Berlin und Frankfurt überschritten am Donnerstag den Inzidenzwert von 50 Fällen pro 100 000 Einwohner.

Gesundheitsminister Spahn machte deutlich, dass aus seiner Sicht die Corona-Regeln weniger drastisch ausfallen müssten als noch im Frühjahr. Geschäfte sollten etwa geöffnet bleiben, weil die Erfahrung gezeigt habe, dass die Gefahr hier gering sei. Auch Friseure sollten weiterarbeiten dürfen. Im öffentlichen Nahverkehr habe es ebenfalls keine größeren Ausbrüche gegeben. Gottesdienste sollen möglich bleiben, wenn sich die Gemeinde an Abstands- und Hygieneregeln hält.

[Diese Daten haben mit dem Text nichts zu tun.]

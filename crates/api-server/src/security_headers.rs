use axum::{extract::Request, http::HeaderValue, middleware::Next, response::Response};

/// Hardening headers on every response. Account pages are never cached.
pub async fn security_headers_middleware(request: Request, next: Next) -> Response {
    let mut response = next.run(request).await;
    let headers = response.headers_mut();

    headers.insert("x-content-type-options", HeaderValue::from_static("nosniff"));
    headers.insert("x-frame-options", HeaderValue::from_static("DENY"));
    headers.insert(
        "referrer-policy",
        HeaderValue::from_static("strict-origin-when-cross-origin"),
    );
    headers.insert("cache-control", HeaderValue::from_static("no-store"));

    response
}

Im Augenblick habe das Gesundheitssystem noch ausreichend Kapazitäten, sagte der Chef der Kassenärztlichen Bundesvereinigung, Andreas Gassen. Derzeit seien 8500 Betten für Intensivpatienten frei, dies seien mehr als die Gesamtkapazität von Italien und Spanien. Zudem gebe es eine Notfallreserve von etwa 12 000 Betten. RKI-Chef Wieler sagte, in Krankenhäusern und Pflegeheimen sei das Bewusstsein für Hygienemaßnahmen durch die Pandemie gestiegen. Hier sei es besonders entscheidend, dass gute Konzepte zum Schutz vor Infektionen umgesetzt würden, etwa durch Testungen des Personals. Man wisse heute wesentlich mehr über die Beschaffenheit des Virus: "Wir können das beherrschen", sagte Wieler: "Das ist der Grund, weswegen ich deutlich optimistischer bin für diesen Winter und Herbst."